(Stored items)

= = =

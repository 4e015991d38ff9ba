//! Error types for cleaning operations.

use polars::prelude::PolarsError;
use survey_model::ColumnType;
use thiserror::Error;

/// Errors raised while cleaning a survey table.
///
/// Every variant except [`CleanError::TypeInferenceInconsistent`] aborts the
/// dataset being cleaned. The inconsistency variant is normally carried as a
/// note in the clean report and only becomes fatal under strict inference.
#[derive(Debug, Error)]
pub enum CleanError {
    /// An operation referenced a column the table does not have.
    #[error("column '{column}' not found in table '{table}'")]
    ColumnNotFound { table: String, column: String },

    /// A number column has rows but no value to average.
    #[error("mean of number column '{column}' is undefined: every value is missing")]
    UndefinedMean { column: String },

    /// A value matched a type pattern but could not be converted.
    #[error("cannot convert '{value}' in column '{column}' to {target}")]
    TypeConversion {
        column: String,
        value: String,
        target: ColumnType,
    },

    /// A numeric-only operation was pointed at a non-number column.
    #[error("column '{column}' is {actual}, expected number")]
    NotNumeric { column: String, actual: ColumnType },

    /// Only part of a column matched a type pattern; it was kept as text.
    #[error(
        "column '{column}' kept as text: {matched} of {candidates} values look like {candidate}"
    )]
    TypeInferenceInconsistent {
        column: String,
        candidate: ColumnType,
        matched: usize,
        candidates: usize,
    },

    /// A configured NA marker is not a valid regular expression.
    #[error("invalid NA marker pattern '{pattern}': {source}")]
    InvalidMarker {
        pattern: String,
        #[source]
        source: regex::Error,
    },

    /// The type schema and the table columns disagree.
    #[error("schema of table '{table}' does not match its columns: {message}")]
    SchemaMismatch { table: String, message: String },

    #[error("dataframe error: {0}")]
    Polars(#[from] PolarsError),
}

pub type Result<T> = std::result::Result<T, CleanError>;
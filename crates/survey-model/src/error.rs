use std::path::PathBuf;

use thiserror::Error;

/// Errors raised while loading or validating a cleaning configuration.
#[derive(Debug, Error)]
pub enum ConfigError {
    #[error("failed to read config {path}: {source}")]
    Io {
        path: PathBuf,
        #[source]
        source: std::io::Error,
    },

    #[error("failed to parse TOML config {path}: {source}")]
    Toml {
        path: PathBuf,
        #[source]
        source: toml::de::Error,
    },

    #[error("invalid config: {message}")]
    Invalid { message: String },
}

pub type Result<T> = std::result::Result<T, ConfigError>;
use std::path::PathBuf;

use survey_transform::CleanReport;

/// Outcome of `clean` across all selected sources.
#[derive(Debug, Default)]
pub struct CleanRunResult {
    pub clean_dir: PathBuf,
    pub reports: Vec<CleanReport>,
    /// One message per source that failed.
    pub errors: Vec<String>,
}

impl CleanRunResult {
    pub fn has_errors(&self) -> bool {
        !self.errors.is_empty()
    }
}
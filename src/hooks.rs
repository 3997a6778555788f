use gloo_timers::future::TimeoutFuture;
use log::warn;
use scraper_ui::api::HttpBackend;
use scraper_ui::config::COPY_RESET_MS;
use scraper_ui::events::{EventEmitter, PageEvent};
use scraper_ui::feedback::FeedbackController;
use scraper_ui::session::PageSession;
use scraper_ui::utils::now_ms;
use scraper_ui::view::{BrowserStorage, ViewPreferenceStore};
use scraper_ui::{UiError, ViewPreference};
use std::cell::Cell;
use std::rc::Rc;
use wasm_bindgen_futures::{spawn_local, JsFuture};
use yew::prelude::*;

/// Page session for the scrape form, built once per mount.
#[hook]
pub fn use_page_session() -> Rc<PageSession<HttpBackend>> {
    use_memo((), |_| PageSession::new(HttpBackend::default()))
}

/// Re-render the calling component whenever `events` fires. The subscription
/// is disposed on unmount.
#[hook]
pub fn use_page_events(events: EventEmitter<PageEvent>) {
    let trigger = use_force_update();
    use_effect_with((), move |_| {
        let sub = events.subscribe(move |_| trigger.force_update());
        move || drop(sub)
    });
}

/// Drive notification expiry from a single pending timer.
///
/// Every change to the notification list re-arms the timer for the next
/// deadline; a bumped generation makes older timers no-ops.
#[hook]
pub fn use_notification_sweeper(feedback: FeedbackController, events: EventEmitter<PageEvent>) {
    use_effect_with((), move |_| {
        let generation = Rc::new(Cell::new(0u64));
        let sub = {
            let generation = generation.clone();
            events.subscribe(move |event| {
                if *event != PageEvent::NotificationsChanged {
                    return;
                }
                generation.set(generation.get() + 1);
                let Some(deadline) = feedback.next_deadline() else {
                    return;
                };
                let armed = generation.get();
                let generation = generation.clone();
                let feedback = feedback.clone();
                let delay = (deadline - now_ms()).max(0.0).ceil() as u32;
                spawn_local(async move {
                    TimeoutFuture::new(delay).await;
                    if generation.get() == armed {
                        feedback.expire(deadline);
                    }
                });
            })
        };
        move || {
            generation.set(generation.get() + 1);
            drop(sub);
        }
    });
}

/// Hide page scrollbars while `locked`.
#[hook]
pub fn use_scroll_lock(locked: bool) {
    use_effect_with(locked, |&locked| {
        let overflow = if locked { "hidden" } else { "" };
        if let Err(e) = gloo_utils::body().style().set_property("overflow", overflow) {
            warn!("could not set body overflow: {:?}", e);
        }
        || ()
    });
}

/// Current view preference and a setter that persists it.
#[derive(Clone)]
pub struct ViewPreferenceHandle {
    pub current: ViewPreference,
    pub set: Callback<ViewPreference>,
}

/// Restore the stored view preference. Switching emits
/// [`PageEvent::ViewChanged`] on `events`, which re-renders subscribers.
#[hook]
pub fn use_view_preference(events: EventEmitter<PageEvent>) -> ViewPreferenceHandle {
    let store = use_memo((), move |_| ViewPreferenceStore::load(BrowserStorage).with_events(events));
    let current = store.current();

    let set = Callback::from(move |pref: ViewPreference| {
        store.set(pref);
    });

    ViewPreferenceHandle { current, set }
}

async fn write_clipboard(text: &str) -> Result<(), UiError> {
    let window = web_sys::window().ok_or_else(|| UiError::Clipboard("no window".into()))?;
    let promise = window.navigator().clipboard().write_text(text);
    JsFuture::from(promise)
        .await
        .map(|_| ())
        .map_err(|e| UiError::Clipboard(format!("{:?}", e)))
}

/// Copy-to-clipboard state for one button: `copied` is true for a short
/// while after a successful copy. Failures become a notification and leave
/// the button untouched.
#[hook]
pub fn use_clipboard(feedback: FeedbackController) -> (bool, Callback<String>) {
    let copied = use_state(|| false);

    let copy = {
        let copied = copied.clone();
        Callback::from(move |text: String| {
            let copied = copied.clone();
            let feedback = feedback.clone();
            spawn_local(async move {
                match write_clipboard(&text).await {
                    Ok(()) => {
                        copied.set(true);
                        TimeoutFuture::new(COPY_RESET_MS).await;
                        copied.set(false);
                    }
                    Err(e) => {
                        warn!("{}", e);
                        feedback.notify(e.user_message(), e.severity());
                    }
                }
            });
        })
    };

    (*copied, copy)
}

= = =

- **WORK REQUEST**
Could you reproduce every record exactly as it appears?

- **SOLUTION BELOW**
repository 4e015991d38ff9ba
//! Error types for cleaning operations.

use polars::prelude::PolarsError;
use survey_model::ColumnType;
use thiserror::Error;

/// Errors raised while cleaning a survey table.
///
/// Every variant except [`CleanError::TypeInferenceInconsistent`] aborts the
/// dataset being cleaned. The inconsistency variant is normally carried as a
/// note in the clean report and only becomes fatal under strict inference.
#[derive(Debug, Error)]
pub enum CleanError {
    /// An operation referenced a column the table does not have.
    #[error("column '{column}' not found in table '{table}'")]
    ColumnNotFound { table: String, column: String },

    /// A number column has rows but no value to average.
    #[error("mean of number column '{column}' is undefined: every value is missing")]
    UndefinedMean { column: String },

    /// A value matched a type pattern but could not be converted.
    #[error("cannot convert '{value}' in column '{column}' to {target}")]
    TypeConversion {
        column: String,
        value: String,
        target: ColumnType,
    },

    /// A numeric-only operation was pointed at a non-number column.
    #[error("column '{column}' is {actual}, expected number")]
    NotNumeric { column: String, actual: ColumnType },

    /// Only part of a column matched a type pattern; it was kept as text.
    #[error(
        "column '{column}' kept as text: {matched} of {candidates} values look like {candidate}"
    )]
    TypeInferenceInconsistent {
        column: String,
        candidate: ColumnType,
        matched: usize,
        candidates: usize,
    },

    /// A configured NA marker is not a valid regular expression.
    #[error("invalid NA marker pattern '{pattern}': {source}")]
    InvalidMarker {
        pattern: String,
        #[source]
        source: regex::Error,
    },

    /// The type schema and the table columns disagree.
    #[error("schema of table '{table}' does not match its columns: {message}")]
    SchemaMismatch { table: String, message: String },

    #[error("dataframe error: {0}")]
    Polars(#[from] PolarsError),
}

pub type Result<T> = std::result::Result<T, CleanError>;
filename crates/survey-model/src/error.rs
use std::path::PathBuf;

use thiserror::Error;

/// Errors raised while loading or validating a cleaning configuration.
#[derive(Debug, Error)]
pub enum ConfigError {
    #[error("failed to read config {path}: {source}")]
    Io {
        path: PathBuf,
        #[source]
        source: std::io::Error,
    },

    #[error("failed to parse TOML config {path}: {source}")]
    Toml {
        path: PathBuf,
        #[source]
        source: toml::de::Error,
    },

    #[error("invalid config: {message}")]
    Invalid { message: String },
}

pub type Result<T> = std::result::Result<T, ConfigError>;
use std::path::PathBuf;

use survey_transform::CleanReport;

/// Outcome of `clean` across all selected sources.
#[derive(Debug, Default)]
pub struct CleanRunResult {
    pub clean_dir: PathBuf,
    pub reports: Vec<CleanReport>,
    /// One message per source that failed.
    pub errors: Vec<String>,
}

impl CleanRunResult {
    pub fn has_errors(&self) -> bool {
        !self.errors.is_empty()
    }
}
filename src/hooks.rs
repository 3997a6778555788f
use gloo_timers::future::TimeoutFuture;
use log::warn;
use scraper_ui::api::HttpBackend;
use scraper_ui::config::COPY_RESET_MS;
use scraper_ui::events::{EventEmitter, PageEvent};
use scraper_ui::feedback::FeedbackController;
use scraper_ui::session::PageSession;
use scraper_ui::utils::now_ms;
use scraper_ui::view::{BrowserStorage, ViewPreferenceStore};
use scraper_ui::{UiError, ViewPreference};
use std::cell::Cell;
use std::rc::Rc;
use wasm_bindgen_futures::{spawn_local, JsFuture};
use yew::prelude::*;

/// Page session for the scrape form, built once per mount.
#[hook]
pub fn use_page_session() -> Rc<PageSession<HttpBackend>> {
    use_memo((), |_| PageSession::new(HttpBackend::default()))
}

/// Re-render the calling component whenever `events` fires. The subscription
/// is disposed on unmount.
#[hook]
pub fn use_page_events(events: EventEmitter<PageEvent>) {
    let trigger = use_force_update();
    use_effect_with((), move |_| {
        let sub = events.subscribe(move |_| trigger.force_update());
        move || drop(sub)
    });
}

/// Drive notification expiry from a single pending timer.
///
/// Every change to the notification list re-arms the timer for the next
/// deadline; a bumped generation makes older timers no-ops.
#[hook]
pub fn use_notification_sweeper(feedback: FeedbackController, events: EventEmitter<PageEvent>) {
    use_effect_with((), move |_| {
        let generation = Rc::new(Cell::new(0u64));
        let sub = {
            let generation = generation.clone();
            events.subscribe(move |event| {
                if *event != PageEvent::NotificationsChanged {
                    return;
                }
                generation.set(generation.get() + 1);
                let Some(deadline) = feedback.next_deadline() else {
                    return;
                };
                let armed = generation.get();
                let generation = generation.clone();
                let feedback = feedback.clone();
                let delay = (deadline - now_ms()).max(0.0).ceil() as u32;
                spawn_local(async move {
                    TimeoutFuture::new(delay).await;
                    if generation.get() == armed {
                        feedback.expire(deadline);
                    }
                });
            })
        };
        move || {
            generation.set(generation.get() + 1);
            drop(sub);
        }
    });
}

/// Hide page scrollbars while `locked`.
#[hook]
pub fn use_scroll_lock(locked: bool) {
    use_effect_with(locked, |&locked| {
        let overflow = if locked { "hidden" } else { "" };
        if let Err(e) = gloo_utils::body().style().set_property("overflow", overflow) {
            warn!("could not set body overflow: {:?}", e);
        }
        || ()
    });
}

/// Current view preference and a setter that persists it.
#[derive(Clone)]
pub struct ViewPreferenceHandle {
    pub current: ViewPreference,
    pub set: Callback<ViewPreference>,
}

/// Restore the stored view preference. Switching emits
/// [`PageEvent::ViewChanged`] on `events`, which re-renders subscribers.
#[hook]
pub fn use_view_preference(events: EventEmitter<PageEvent>) -> ViewPreferenceHandle {
    let store = use_memo((), move |_| ViewPreferenceStore::load(BrowserStorage).with_events(events));
    let current = store.current();

    let set = Callback::from(move |pref: ViewPreference| {
        store.set(pref);
    });

    ViewPreferenceHandle { current, set }
}

async fn write_clipboard(text: &str) -> Result<(), UiError> {
    let window = web_sys::window().ok_or_else(|| UiError::Clipboard("no window".into()))?;
    let promise = window.navigator().clipboard().write_text(text);
    JsFuture::from(promise)
        .await
        .map(|_| ())
        .map_err(|e| UiError::Clipboard(format!("{:?}", e)))
}

/// Copy-to-clipboard state for one button: `copied` is true for a short
/// while after a successful copy. Failures become a notification and leave
/// the button untouched.
#[hook]
pub fn use_clipboard(feedback: FeedbackController) -> (bool, Callback<String>) {
    let copied = use_state(|| false);

    let copy = {
        let copied = copied.clone();
        Callback::from(move |text: String| {
            let copied = copied.clone();
            let feedback = feedback.clone();
            spawn_local(async move {
                match write_clipboard(&text).await {
                    Ok(()) => {
                        copied.set(true);
                        TimeoutFuture::new(COPY_RESET_MS).await;
                        copied.set(false);
                    }
                    Err(e) => {
                        warn!("{}", e);
                        feedback.notify(e.user_message(), e.severity());
                    }
                }
            });
        })
    };

    (*copied, copy)
}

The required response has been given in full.